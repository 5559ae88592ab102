//! Fine selection: fundamental eligibility, sector quotas, two-pass ranking.
//!
//! Stage A keeps US-domiciled NYSE/NASDAQ listings older than the IPO-age
//! threshold whose shares × EPS × P/E product clears the size threshold.
//! Stage B keeps, per sector, the most liquid
//! `ceil(k_sector × fine_count / k_eligible)` instruments. Stage C sorts the
//! survivors by EV/EBITDA descending, caps them at `fine_count`, re-sorts
//! that subset by forward ROA ascending and returns the first
//! `portfolio_count`.
//!
//! All sorts are stable, so ties keep their incoming order.

use chrono::NaiveDate;
use serde::Serialize;
use tracing::{debug, info};

use crate::coarse::LiquidityRanks;
use crate::config::ScreenerConfig;
use crate::domain::{Exchange, FundamentalRecord, InstrumentId, Sector};
use crate::error::SelectionError;

/// Number of instruments kept from a sector of `sector_len` when
/// `eligible_len` instruments passed eligibility:
/// `ceil(sector_len × fine_count / eligible_len)`, never more than the sector holds.
pub fn sector_quota(sector_len: usize, fine_count: usize, eligible_len: usize) -> usize {
    if eligible_len == 0 {
        return 0;
    }
    let numerator = sector_len as u128 * fine_count as u128;
    let quota = numerator.div_ceil(eligible_len as u128);
    quota.min(sector_len as u128) as usize
}

/// An eligible record with its ranking inputs already validated.
#[derive(Debug, Clone, Copy)]
struct Candidate<'a> {
    record: &'a FundamentalRecord,
    sector: Option<Sector>,
    ev_to_ebitda: f64,
    forward_roa: f64,
}

/// Counters from one fine pass.
#[derive(Debug, Clone, Default, PartialEq, Eq, Serialize)]
pub struct FineReport {
    pub records: usize,
    pub eligible: usize,
    /// (sector code, subset size, kept) in sector iteration order.
    pub sectors: Vec<(&'static str, usize, usize)>,
    pub top_fine: usize,
    pub ranked: usize,
    pub selected: usize,
}

/// Ordered selection plus the counters that produced it.
#[derive(Debug, Clone, PartialEq)]
pub struct FineSelection {
    pub symbols: Vec<InstrumentId>,
    pub report: FineReport,
}

/// Stateless fine selector.
#[derive(Debug, Clone)]
pub struct FineSelector {
    fine_count: usize,
    portfolio_count: usize,
    sectors: Vec<Sector>,
    exchanges: Vec<Exchange>,
    country: String,
    min_market_cap_proxy: f64,
    min_ipo_age_days: i64,
}

impl FineSelector {
    /// Repeated sector codes are collapsed to their first occurrence, so a
    /// sector is stratified at most once per pass.
    pub fn new(config: &ScreenerConfig) -> Self {
        let mut sectors: Vec<Sector> = Vec::with_capacity(config.sectors.len());
        for &sector in &config.sectors {
            if !sectors.contains(&sector) {
                sectors.push(sector);
            }
        }
        Self {
            fine_count: config.fine_count,
            portfolio_count: config.portfolio_count,
            sectors,
            exchanges: config.exchanges.clone(),
            country: config.country.clone(),
            min_market_cap_proxy: config.min_market_cap_proxy,
            min_ipo_age_days: config.min_ipo_age_days,
        }
    }

    /// Rank `records` and return at most `portfolio_count` identifiers.
    ///
    /// `ranks` is the liquidity map from the coarse cycle that produced the
    /// candidate set. A record in a tracked sector without a liquidity entry
    /// aborts the pass.
    pub fn select_fine(
        &self,
        as_of: NaiveDate,
        records: &[FundamentalRecord],
        ranks: &LiquidityRanks,
    ) -> Result<Vec<InstrumentId>, SelectionError> {
        self.select_fine_detailed(as_of, records, ranks)
            .map(|selection| selection.symbols)
    }

    /// As [`select_fine`](Self::select_fine), also returning stage counters.
    pub fn select_fine_detailed(
        &self,
        as_of: NaiveDate,
        records: &[FundamentalRecord],
        ranks: &LiquidityRanks,
    ) -> Result<FineSelection, SelectionError> {
        let mut report = FineReport {
            records: records.len(),
            ..Default::default()
        };

        // Stage A
        let eligible: Vec<Candidate<'_>> = records
            .iter()
            .filter_map(|record| self.eligible(record, as_of))
            .collect();
        report.eligible = eligible.len();
        if eligible.is_empty() {
            info!(%as_of, records = report.records, "fine selection: no eligible records");
            return Ok(FineSelection {
                symbols: Vec::new(),
                report,
            });
        }

        // Stage B
        let top_fine = self.stratify(&eligible, ranks, &mut report)?;
        report.top_fine = top_fine.len();

        // Stage C
        let symbols = self.rank(top_fine, &mut report);
        report.selected = symbols.len();

        info!(
            %as_of,
            records = report.records,
            eligible = report.eligible,
            top_fine = report.top_fine,
            selected = report.selected,
            "fine selection complete"
        );
        Ok(FineSelection { symbols, report })
    }

    /// Stage A predicate. Missing or non-finite inputs make a record ineligible.
    pub fn is_eligible(&self, record: &FundamentalRecord, as_of: NaiveDate) -> bool {
        self.eligible(record, as_of).is_some()
    }

    fn eligible<'a>(
        &self,
        record: &'a FundamentalRecord,
        as_of: NaiveDate,
    ) -> Option<Candidate<'a>> {
        if record.company_reference.country_id != self.country {
            return None;
        }
        let exchange = record.exchange()?;
        if !self.exchanges.contains(&exchange) {
            return None;
        }
        if record.ipo_age_days(as_of)? <= self.min_ipo_age_days {
            return None;
        }
        if record.market_cap_proxy()? <= self.min_market_cap_proxy {
            return None;
        }
        let (Some(ev_to_ebitda), Some(forward_roa)) =
            (record.ev_to_ebitda(), record.forward_roa())
        else {
            debug!(id = %record.id, "ineligible: missing valuation ratios");
            return None;
        };
        Some(Candidate {
            record,
            sector: record.sector(),
            ev_to_ebitda,
            forward_roa,
        })
    }

    /// Stage B: per-sector liquidity quota, concatenated in sector order.
    fn stratify<'a>(
        &self,
        eligible: &[Candidate<'a>],
        ranks: &LiquidityRanks,
        report: &mut FineReport,
    ) -> Result<Vec<Candidate<'a>>, SelectionError> {
        let total = eligible.len();
        let mut top_fine = Vec::new();

        for &sector in &self.sectors {
            let mut subset = Vec::new();
            for candidate in eligible.iter().filter(|c| c.sector == Some(sector)) {
                let liquidity = ranks.get(&candidate.record.id).ok_or_else(|| {
                    SelectionError::MissingLiquidity {
                        id: candidate.record.id.clone(),
                    }
                })?;
                subset.push((*candidate, liquidity));
            }
            subset.sort_by(|a, b| b.1.total_cmp(&a.1));

            let quota = sector_quota(subset.len(), self.fine_count, total);
            report.sectors.push((sector.code(), subset.len(), quota));
            top_fine.extend(subset.into_iter().take(quota).map(|(c, _)| c));
        }

        Ok(top_fine)
    }

    /// Stage C: EV/EBITDA descending, cap, forward ROA ascending, cap.
    fn rank(
        &self,
        mut top_fine: Vec<Candidate<'_>>,
        report: &mut FineReport,
    ) -> Vec<InstrumentId> {
        top_fine.sort_by(|a, b| b.ev_to_ebitda.total_cmp(&a.ev_to_ebitda));
        top_fine.truncate(self.fine_count);
        report.ranked = top_fine.len();

        top_fine.sort_by(|a, b| a.forward_roa.total_cmp(&b.forward_roa));
        top_fine
            .into_iter()
            .take(self.portfolio_count)
            .map(|c| c.record.id.clone())
            .collect()
    }
}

• • • • • • •

### Exercise
Look through the entries for lines containing the word "sectors" and return each one.

### Answer to this task
    pub sectors: Vec<(&'static str, usize, usize)>,
    sectors: Vec<Sector>,
        let mut sectors: Vec<Sector> = Vec::with_capacity(config.sectors.len());
        for &sector in &config.sectors {
            if !sectors.contains(&sector) {
                sectors.push(sector);
            sectors,
        for &sector in &self.sectors {
            report.sectors.push((sector.code(), subset.len(), quota));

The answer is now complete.